Malgré une performance économique positive mais relativement décevante depuis 1981, le Québec a pu, grâce à la faible croissance de sa population, maintenir la croissance de son PIB par habitant de manière semblable à celle du reste du Canada. Or, le coût total des biens et services publics comprend à qualité donnée une part fixe non négligeable. Ainsi, de nombreux types d’infrastructures ne sont pas proportionnellement moins dispendieux lorsque la population augmente moins rapidement. Par conséquent, on peut s’attendre à ce que le Québec rencontre des difficultés croissantes à maintenir dans l’avenir la même qualité de biens et services publics et sociaux que celle que le reste du Canada pourra s’offrir.

Par conséquent, on peut s’attendre à ce que le Québec rencontre des difficultés croissantes à maintenir dans l’avenir la même qualité de biens et services publics et sociaux que celle que le reste du Canada pourra s’offrir.

La sous-performance du Québec au chapitre de la création d’emplois n’est pas sans lien avec sa faible croissance démographique.
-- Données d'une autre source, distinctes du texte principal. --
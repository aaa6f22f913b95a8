//! Source file discovery from entrypoint glob patterns.

use std::path::{Component, Path, PathBuf};

use anyhow::{Context, Result};
use glob::{glob, Pattern};
use indexmap::IndexSet;
use tracing::debug;

/// Resolve `patterns` under `root` into a sorted, de-duplicated list of
/// TypeScript sources. Existing declaration files are never inputs.
pub fn discover(root: &Path, patterns: &[String]) -> Result<Vec<PathBuf>> {
    let base = Pattern::escape(&root.to_string_lossy());
    let mut files = IndexSet::new();

    for pattern in patterns {
        let full = format!("{}/{}", base.trim_end_matches('/'), pattern);
        let matches = glob(&full).with_context(|| format!("invalid entrypoint pattern `{pattern}`"))?;
        for entry in matches {
            let path = entry.with_context(|| format!("failed to read a match of `{pattern}`"))?;
            if path.is_file() && !is_declaration_file(&path) {
                files.insert(path);
            }
        }
    }

    files.sort();
    debug!(root = %root.display(), count = files.len(), "discovered sources");
    Ok(files.into_iter().collect())
}

/// `foo.d.ts`, `foo.d.mts` and `foo.d.cts`.
pub fn is_declaration_file(path: &Path) -> bool {
    path.file_name()
        .and_then(|n| n.to_str())
        .is_some_and(|n| n.ends_with(".d.ts") || n.ends_with(".d.mts") || n.ends_with(".d.cts"))
}

/// Where the declaration for `source` is written: its path relative to
/// `root`, mirrored under `outdir`, with a `.d.ts` extension. Sources
/// outside `root` land directly in `outdir`.
pub fn output_path(root: &Path, outdir: &Path, source: &Path) -> PathBuf {
    let source = normalize(source);
    let relative = source
        .strip_prefix(normalize(root))
        .map(Path::to_path_buf)
        .unwrap_or_else(|_| source.file_name().map(PathBuf::from).unwrap_or_default());
    let mut output = outdir.join(relative);
    output.set_extension("d.ts");
    output
}

fn normalize(path: &Path) -> PathBuf {
    path.components()
        .filter(|c| !matches!(c, Component::CurDir))
        .collect()
}
//! Ambient declaration (`.d.ts`) extraction for TypeScript sources.
//!
//! The extractor is a line-oriented structural scanner, not a parser. It
//! keeps the exported surface of a file (constants, interfaces, type aliases,
//! functions, re-exports and the default export), strips implementation
//! bodies, and emits whatever it does not understand verbatim.
//!
//! # Example
//!
//! ```
//! use dtsx_extract::{generate_dts, ExtractOptions};
//!
//! let dts = generate_dts("export const conf = {\n  key: 'value',\n}", &ExtractOptions::default());
//! assert_eq!(
//!     dts,
//!     "export declare const conf: { [key: string]: string } {\n  key: 'value';\n};"
//! );
//! ```

use std::path::Path;

use tracing::{error, instrument};

mod classify;
mod comments;
mod emit;
mod error;
mod infer;
mod lexer;
mod options;
mod scanner;
mod transform;

pub use classify::{classify, DeclKind, LineClass};
pub use emit::{assemble, clean};
pub use error::ExtractError;
pub use infer::{classify_value, infer_index_signature, Inferred};
pub use lexer::{Lexer, Token, TokenKind};
pub use options::ExtractOptions;
pub use scanner::{Extraction, Scanner};
pub use transform::{Declaration, DeclarationKind};

/// Generate declaration text for one in-memory source file.
pub fn generate_dts(source: &str, options: &ExtractOptions) -> String {
    let extraction = Scanner::scan(options, source);
    assemble(&extraction)
}

/// Read a source file and generate its declaration text.
///
/// Only the read can fail; the cause is logged and a single generic error is
/// returned.
#[instrument(skip(path, options), fields(path = %path.display()))]
pub fn extract(path: &Path, options: &ExtractOptions) -> Result<String, ExtractError> {
    let source = std::fs::read_to_string(path).map_err(|source| {
        error!(error = %source, "failed to read source file");
        ExtractError::Read {
            path: path.to_path_buf(),
            source,
        }
    })?;
    Ok(generate_dts(&source, options))
}

#[cfg(test)]
mod tests {
    use super::*;

    #[test]
    fn test_extract_reads_file() {
        let dir = tempfile::tempdir().unwrap();
        let path = dir.path().join("mod.ts");
        std::fs::write(&path, "export function hello(name: string): string {\n  return name\n}\n")
            .unwrap();
        let out = extract(&path, &ExtractOptions::default()).unwrap();
        assert_eq!(out, "export declare function hello(name: string): string;");
    }

    #[test]
    fn test_extract_missing_file() {
        let dir = tempfile::tempdir().unwrap();
        let err = extract(&dir.path().join("missing.ts"), &ExtractOptions::default()).unwrap_err();
        assert!(matches!(err, ExtractError::Read { .. }));
        assert!(err.to_string().starts_with("failed to extract and generate .d.ts file"));
    }
}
Une croissance plus faible des emplois implique une croissance plus faible de la population dans la mesure où cette population est suffisamment mobile pour réagir rapidement aux différences dans le nombre et la qualité des emplois créés. Dans une économie ouverte comme celle du Québec, on peut raisonnablement affirmer que la faible croissance relative des emplois au Québec explique la faiblesse relative de sa croissance démographique, tant dans sa composante « reproduction » que dans sa composante « immigration ».
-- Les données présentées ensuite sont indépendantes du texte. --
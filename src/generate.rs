//! Generation of `.d.ts` files for a whole project.

use std::fs;
use std::path::{Path, PathBuf};

use anyhow::{Context, Result};
use dtsx_extract::{extract, ExtractOptions};
use tracing::{debug, info};

use crate::config::DtsConfig;
use crate::discover::{discover, output_path};

/// Resolved settings for one generation run.
#[derive(Debug, Clone)]
pub struct GenerateOptions {
    pub root: PathBuf,
    pub entrypoints: Vec<String>,
    pub outdir: PathBuf,
    /// A single source file, used instead of the entrypoints.
    pub file: Option<PathBuf>,
    pub clean: bool,
    pub keep_comments: bool,
}

impl GenerateOptions {
    pub fn from_config(config: &DtsConfig) -> Self {
        Self {
            root: config.root(),
            entrypoints: config.entrypoints(),
            outdir: config.outdir(),
            file: None,
            clean: config.clean(),
            keep_comments: config.keep_comments(),
        }
    }

    pub fn with_root(mut self, root: impl Into<PathBuf>) -> Self {
        self.root = root.into();
        self
    }

    pub fn with_entrypoints(mut self, entrypoints: Vec<String>) -> Self {
        self.entrypoints = entrypoints;
        self
    }

    pub fn with_outdir(mut self, outdir: impl Into<PathBuf>) -> Self {
        self.outdir = outdir.into();
        self
    }

    pub fn with_file(mut self, file: impl Into<PathBuf>) -> Self {
        self.file = Some(file.into());
        self
    }

    pub fn with_clean(mut self, clean: bool) -> Self {
        self.clean = clean;
        self
    }

    pub fn with_comments(mut self, keep: bool) -> Self {
        self.keep_comments = keep;
        self
    }
}

/// One source file and the declaration file written for it.
#[derive(Debug, Clone, PartialEq, Eq)]
pub struct Generated {
    pub source: PathBuf,
    pub output: PathBuf,
}

/// Extract declarations for every selected source and write them under
/// the output directory.
pub fn generate(options: &GenerateOptions) -> Result<Vec<Generated>> {
    let sources = match &options.file {
        Some(file) => vec![file.clone()],
        None => discover(&options.root, &options.entrypoints)?,
    };

    if options.clean && options.outdir.exists() {
        debug!(outdir = %options.outdir.display(), "cleaning output directory");
        fs::remove_dir_all(&options.outdir).with_context(|| {
            format!("failed to clean output directory {}", options.outdir.display())
        })?;
    }

    let extract_options = ExtractOptions::default().with_comments(options.keep_comments);
    let mut generated = Vec::with_capacity(sources.len());
    for source in sources {
        let output = output_path(&options.root, &options.outdir, &source);
        let dts = extract(&source, &extract_options)?;
        write_output(&output, &dts)?;
        info!(source = %source.display(), output = %output.display(), "generated declarations");
        generated.push(Generated { source, output });
    }

    Ok(generated)
}

fn write_output(path: &Path, contents: &str) -> Result<()> {
    if let Some(parent) = path.parent() {
        fs::create_dir_all(parent)
            .with_context(|| format!("failed to create directory {}", parent.display()))?;
    }
    fs::write(path, format!("{contents}\n"))
        .with_context(|| format!("failed to write {}", path.display()))
}
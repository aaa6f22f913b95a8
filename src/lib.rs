//! Project-level `.d.ts` generation: configuration, source discovery and
//! writing of declaration files. The extraction itself lives in
//! [`dtsx_extract`].

pub mod config;
pub mod discover;
pub mod generate;

pub use config::{ConfigError, DtsConfig, DtsxConfig};
pub use generate::{generate, GenerateOptions, Generated};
Caractériser l’évolution comparée de la dette du Québec est une opération délicate dans la mesure où il existe plusieurs outils différents pour la mesurer. En fait, chaque gouvernement provincial utilise un cadre financier ou périmètre comptable qui lui est propre pour calculer sa dette « officielle ». La diversité des cadres financiers donne lieu à des manipulations comptables plus ou moins douteuses de la part des gouvernements, rendant difficile tout effort d’analyse rigoureuse et transparente. Une situation que le vérificateur général du Québec décrie depuis plusieurs années.
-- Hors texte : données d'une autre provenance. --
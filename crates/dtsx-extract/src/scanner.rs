//! The line-by-line scan that drives extraction.
//!
//! A [`Scanner`] owns all state for one pass over one file: the pending
//! comment block, the declaration accumulator and the output buffers.

use tracing::{debug, trace};

use crate::classify::{classify, DeclKind, LineClass};
use crate::comments::CommentBlock;
use crate::lexer::{nesting_balance, tokenize, Token, TokenKind};
use crate::options::ExtractOptions;
use crate::transform::{
    default_export, import_statement, re_export, transform, Declaration,
};

/// Everything collected from one source file, in source order per group.
#[derive(Debug, Clone, Default, PartialEq, Eq)]
pub struct Extraction {
    pub imports: Vec<String>,
    pub declarations: Vec<Declaration>,
    pub exports: Vec<Declaration>,
    pub default_export: Option<Declaration>,
}

/// What an accumulated statement becomes once it is complete.
#[derive(Debug, Clone, Copy, PartialEq, Eq)]
enum Target {
    Import,
    ReExport,
    Declaration(DeclKind),
}

/// Where an accumulated statement stands after its latest line.
#[derive(Debug, Clone, Copy, PartialEq, Eq)]
enum Progress {
    /// Brackets are open or the text ends in an operator.
    Open,
    /// Balanced, but a type may still continue with a line starting with
    /// `|`, `&`, `?`, `:` or `=>`.
    Trailing,
    Complete,
}

/// A statement spanning several lines, collected until it is complete.
#[derive(Debug)]
struct Accumulator {
    target: Target,
    text: String,
    balance: i32,
    /// Whether a `{` has been seen; interfaces need one before they end.
    opened: bool,
}

impl Accumulator {
    fn new(target: Target, line: &str) -> Self {
        let mut acc = Self {
            target,
            text: String::new(),
            balance: 0,
            opened: false,
        };
        acc.measure(line);
        acc.text.push_str(line);
        acc
    }

    /// `<`/`>` are only brackets in type position.
    fn counts_angles(&self) -> bool {
        self.target == Target::Declaration(DeclKind::TypeAlias)
    }

    fn measure(&mut self, line: &str) {
        self.balance += nesting_balance(line, self.counts_angles());
        self.opened |= tokenize(line).iter().any(|t| t.kind == TokenKind::LBrace);
    }

    fn push(&mut self, raw: &str, counts_brackets: bool) {
        self.text.push('\n');
        self.text.push_str(raw.trim_end());
        if counts_brackets {
            self.measure(raw);
        }
    }

    fn progress(&self) -> Progress {
        if self.balance > 0 {
            return Progress::Open;
        }
        match self.target {
            Target::Declaration(DeclKind::Interface) if !self.opened => Progress::Open,
            Target::Declaration(DeclKind::Const) if ends_with_operator(&self.text) => {
                Progress::Open
            }
            Target::Declaration(DeclKind::TypeAlias) if ends_with_operator(&self.text) => {
                Progress::Open
            }
            Target::Declaration(DeclKind::TypeAlias) => Progress::Trailing,
            _ => Progress::Complete,
        }
    }
}

/// The last token of `text` leaves an expression or type unfinished.
fn ends_with_operator(text: &str) -> bool {
    let tokens = tokenize(text);
    let last = tokens.iter().rev().find(|t| t.kind != TokenKind::Eof);
    matches!(
        last.map(|t| &t.kind),
        Some(
            TokenKind::Eq
                | TokenKind::Pipe
                | TokenKind::Amp
                | TokenKind::Question
                | TokenKind::Colon
                | TokenKind::Comma
                | TokenKind::Arrow
        )
    ) || matches!(last, Some(Token { kind: TokenKind::Ident(word), .. }) if word == "extends")
}

/// `line` carries on a type from the previous line.
fn continues_type(line: &str) -> bool {
    match tokenize(line).first().map(|t| &t.kind) {
        Some(
            TokenKind::Pipe
            | TokenKind::Amp
            | TokenKind::Question
            | TokenKind::Colon
            | TokenKind::Arrow,
        ) => true,
        Some(TokenKind::Ident(word)) => word == "extends",
        _ => false,
    }
}

/// Scan state for a single extraction pass.
pub struct Scanner<'a> {
    options: &'a ExtractOptions,
    comments: CommentBlock,
    accumulator: Option<Accumulator>,
    out: Extraction,
}

impl<'a> Scanner<'a> {
    pub fn new(options: &'a ExtractOptions) -> Self {
        Self {
            options,
            comments: CommentBlock::new(),
            accumulator: None,
            out: Extraction::default(),
        }
    }

    /// Scan a whole source text.
    pub fn scan(options: &'a ExtractOptions, source: &str) -> Extraction {
        let mut scanner = Self::new(options);
        for (index, raw) in source.lines().enumerate() {
            scanner.feed(index, raw);
        }
        scanner.finish()
    }

    /// Process one physical line.
    pub fn feed(&mut self, index: usize, raw: &str) {
        let line = raw.trim();
        let class = classify(line);
        trace!(line = index + 1, ?class, text = line, "classified line");

        if let Some(acc) = &mut self.accumulator {
            match acc.progress() {
                // Every line inside an open statement is body text. Comments
                // stay with it so member docs survive, but are not measured.
                Progress::Open => {
                    let is_comment = matches!(class, LineClass::Comment { .. });
                    acc.push(raw, !is_comment);
                    self.settle();
                    return;
                }
                Progress::Trailing if continues_type(line) => {
                    acc.push(raw, true);
                    self.settle();
                    return;
                }
                Progress::Trailing | Progress::Complete => self.flush(),
            }
        }

        match class {
            LineClass::Comment { opens_block } => {
                if opens_block {
                    self.comments.open();
                }
                self.comments.push_line(raw.trim_end());
            }
            LineClass::Import => self.start(Target::Import, line),
            LineClass::DefaultExport => {
                let decl = default_export(line).with_comment(self.take_comment());
                if let Some(previous) = &self.out.default_export {
                    debug!(previous = %previous.text, "replacing earlier default export");
                }
                self.out.default_export = Some(decl);
            }
            LineClass::ReExport => self.start(Target::ReExport, line),
            LineClass::Export(kind) if kind.accumulates() => {
                self.start(Target::Declaration(kind), line)
            }
            LineClass::Export(kind) => self.emit(transform(kind, line)),
            LineClass::Other => {}
        }
    }

    /// Flush any unterminated statement and hand back the collected output.
    /// A comment block still pending at this point is dropped.
    pub fn finish(mut self) -> Extraction {
        if let Some(acc) = &self.accumulator {
            if acc.progress() == Progress::Open {
                debug!("input ended inside a declaration, flushing it as-is");
            }
            self.flush();
        }
        self.out
    }

    fn start(&mut self, target: Target, line: &str) {
        let acc = Accumulator::new(target, line);
        trace!(?target, balance = acc.balance, "accumulating");
        self.accumulator = Some(acc);
        self.settle();
    }

    /// Flush the accumulator once nothing more can belong to it.
    fn settle(&mut self) {
        if let Some(acc) = &self.accumulator {
            if acc.progress() == Progress::Complete {
                self.flush();
            }
        }
    }

    fn flush(&mut self) {
        if let Some(acc) = self.accumulator.take() {
            self.complete(acc);
        }
    }

    fn complete(&mut self, acc: Accumulator) {
        match acc.target {
            Target::Import => self.out.imports.push(import_statement(&acc.text)),
            Target::ReExport => {
                let decl = re_export(&acc.text).with_comment(self.take_comment());
                self.out.exports.push(decl);
            }
            Target::Declaration(kind) => self.emit(transform(kind, &acc.text)),
        }
    }

    fn emit(&mut self, decl: Declaration) {
        let comment = self.take_comment();
        debug!(kind = ?decl.kind, commented = comment.is_some(), "emitting declaration");
        self.out.declarations.push(decl.with_comment(comment));
    }

    /// The pending doc comment, consumed even when comments are not kept.
    fn take_comment(&mut self) -> Option<String> {
        self.comments.take().filter(|_| self.options.keep_comments)
    }
}

#[cfg(test)]
mod tests {
    use super::*;
    use crate::transform::DeclarationKind;

    fn scan(source: &str) -> Extraction {
        Scanner::scan(&ExtractOptions::default(), source)
    }

    #[test]
    fn test_accumulator_flushes_when_balanced() {
        let out = scan("export const a = {\n  b: {\n    c: 1,\n  },\n}\nexport const d = 2");
        assert_eq!(out.declarations.len(), 2);
        assert_eq!(out.declarations[0].kind, DeclarationKind::Const);
        assert!(out.declarations[0].text.contains("c: 1;"));
        assert_eq!(out.declarations[1].text, "export declare const d: number;");
    }

    #[test]
    fn test_unterminated_declaration_is_flushed_at_end() {
        let out = scan("export const a = {\n  b: 'x',");
        assert_eq!(out.declarations.len(), 1);
        assert!(out.declarations[0].text.contains("b: 'x';"));
    }

    #[test]
    fn test_comment_attaches_to_next_declaration() {
        let out = scan("/**\n * Docs\n */\nexport type A = string");
        assert_eq!(
            out.declarations[0].comment.as_deref(),
            Some("/**\n * Docs\n */")
        );
    }

    #[test]
    fn test_new_block_drops_unattached_comment() {
        let out = scan("/** one */\nconst x = 1\n/** two */\nexport type A = string");
        assert_eq!(out.declarations[0].comment.as_deref(), Some("/** two */"));
    }

    #[test]
    fn test_trailing_comment_is_dropped() {
        let out = scan("export type A = string\n/** orphan */");
        assert_eq!(out.declarations.len(), 1);
        assert!(out.declarations[0].comment.is_none());
    }

    #[test]
    fn test_comments_disabled() {
        let options = ExtractOptions::default().with_comments(false);
        let out = Scanner::scan(&options, "/** doc */\nexport type A = string");
        assert!(out.declarations[0].comment.is_none());
    }

    #[test]
    fn test_last_default_export_wins() {
        let out = scan("export default one\nexport default two");
        assert_eq!(
            out.default_export.map(|d| d.text).as_deref(),
            Some("export default two;")
        );
    }

    #[test]
    fn test_multi_line_import_is_joined() {
        let out = scan("import {\n  type A,\n  type B,\n} from './types'");
        assert_eq!(
            out.imports,
            vec!["import type {\n  A,\n  B,\n} from './types'".to_string()]
        );
    }

    #[test]
    fn test_re_exports_are_grouped() {
        let out = scan("export { a, b }\nexport type A = string\nexport * from './x'");
        let exports: Vec<&str> = out.exports.iter().map(|d| d.text.as_str()).collect();
        assert_eq!(exports, vec!["export { a, b }", "export * from './x'"]);
        assert_eq!(out.declarations.len(), 1);
    }

    #[test]
    fn test_function_body_is_skipped() {
        let out = scan(
            "export function run(): void {\n  if (x) {\n    export_it()\n  }\n}\nexport type B = 1",
        );
        assert_eq!(out.declarations.len(), 2);
        assert_eq!(out.declarations[0].text, "export declare function run(): void;");
    }

    #[test]
    fn test_member_comments_stay_in_interface() {
        let out = scan("/** User */\nexport interface User {\n  /** id */\n  id: number\n}");
        assert_eq!(out.declarations[0].comment.as_deref(), Some("/** User */"));
        assert_eq!(
            out.declarations[0].text,
            "export declare interface User {\n  /** id */\n  id: number\n}"
        );
    }

    #[test]
    fn test_members_named_import_stay_in_body() {
        let out = scan(
            "export const entry = {\n  import: './index.mjs',\n  require: './index.cjs',\n}\nexport interface Cond {\n  import: string\n}",
        );
        assert!(out.imports.is_empty());
        assert_eq!(
            out.declarations[0].text,
            "export declare const entry: { [key: string]: string } {\n  import: './index.mjs';\n  require: './index.cjs';\n};"
        );
        assert_eq!(
            out.declarations[1].text,
            "export declare interface Cond {\n  import: string\n}"
        );
    }

    #[test]
    fn test_every_line_inside_a_body_is_body_text() {
        let out = scan("export function run(): void {\n  import('./lazy')\n  export default x\n}");
        assert!(out.imports.is_empty());
        assert!(out.default_export.is_none());
        assert_eq!(out.declarations[0].text, "export declare function run(): void;");
    }

    #[test]
    fn test_multi_line_union() {
        let out = scan("export type Status =\n  | 'a'\n  | 'b'\nexport type Next = 1");
        assert_eq!(out.declarations.len(), 2);
        assert_eq!(
            out.declarations[0].text,
            "export declare type Status =\n  | 'a'\n  | 'b'"
        );
        assert_eq!(out.declarations[1].text, "export declare type Next = 1");
    }

    #[test]
    fn test_multi_line_conditional_type() {
        let out = scan("export type R<T> = T extends string\n  ? 'a'\n  : 'b'");
        assert_eq!(
            out.declarations[0].text,
            "export declare type R<T> = T extends string\n  ? 'a'\n  : 'b'"
        );
    }

    #[test]
    fn test_type_alias_ends_before_comment() {
        let out = scan("export type A = string\n/** B */\nexport type B = number");
        assert!(out.declarations[0].comment.is_none());
        assert_eq!(out.declarations[1].comment.as_deref(), Some("/** B */"));
    }

    #[test]
    fn test_multi_line_function_parameters() {
        let out = scan("export function f(\n  a: string,\n  b: number,\n): void {\n  return\n}");
        assert_eq!(out.declarations.len(), 1);
        assert_eq!(
            out.declarations[0].text,
            "export declare function f(\n  a: string,\n  b: number,\n): void;"
        );
    }

    #[test]
    fn test_interface_waits_for_its_body() {
        let out = scan("export interface Props\n  extends Base {\n  id: number\n}");
        assert_eq!(
            out.declarations[0].text,
            "export declare interface Props extends Base {\n  id: number\n}"
        );
    }

    #[test]
    fn test_comment_travels_with_re_export_and_default() {
        let out = scan(
            "/** re-exported */\nexport { a }\n/** entry */\nexport default main\nexport type B = 1",
        );
        assert_eq!(out.exports[0].comment.as_deref(), Some("/** re-exported */"));
        assert_eq!(
            out.default_export.and_then(|d| d.comment).as_deref(),
            Some("/** entry */")
        );
        assert!(out.declarations[0].comment.is_none());
    }

    #[test]
    fn test_regex_braces_do_not_open_a_body() {
        let out = scan("export const re = /\\{/g\nexport type A = 1");
        assert_eq!(out.declarations.len(), 2);
        assert_eq!(out.declarations[1].text, "export declare type A = 1");
    }
}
La « dette totale du gouvernement » du Québec, telle que calculée par le ministère des Finances dans son Plan budgétaire 2007-2008, rendu public en février 2007, comprend les dettes directes et le passif net au titre des régimes de retraite des employés de l’État. Elle s’élevait à 118,3 milliards (43,2 p. 100 du PIB) au 31 mars 2006, une augmentation de 17,0p.100de1999à2006(7ans); elle atteint 122,4 milliards (préliminaire) au 31 mars 2007.

Pour obtenir la « dette à long terme du secteur public » du Québec, il faut ajouter la dette des réseaux de l’éducation et de la santé et des services sociaux (14,2 milliards en 2007), d’Hydro-Québec (32,7 milliards), des municipalités (18,9 milliards) et des autres entreprises du gouvernement (3,5 milliards). Cette mesure donnait une dette de 182,7 milliards au 31 mars 2005, de 185,6 milliards au 31 mars 2006 et de 191,7 milliards (préliminaire) au 31 mars 2007.

Pour obtenir un meilleur portrait de l’acuité du problème de la dette, il faudrait ajouter plusieurs autres éléments du passif du gouvernement, qui ne sont pas comptabilisés dans les mesures actuelles, possiblement de manière modulaire, tel que l’a suggéré Jean-Pierre Aubry au congrès de l’Association des économistes québécois en mai dernier. Cette formulation donnerait l’heure juste et éviterait bien des conflits. Ensuite, il faudrait soustraire de cette dette brute non seulement la valeur des actifs financiers mais aussi la valeur des actifs immobiliers, cette dernière étant de toute évidence considérable si on pense à l’ensemble des infrastructures et équipements publics qui supportent la dette gouvernementale, publique ou sociale.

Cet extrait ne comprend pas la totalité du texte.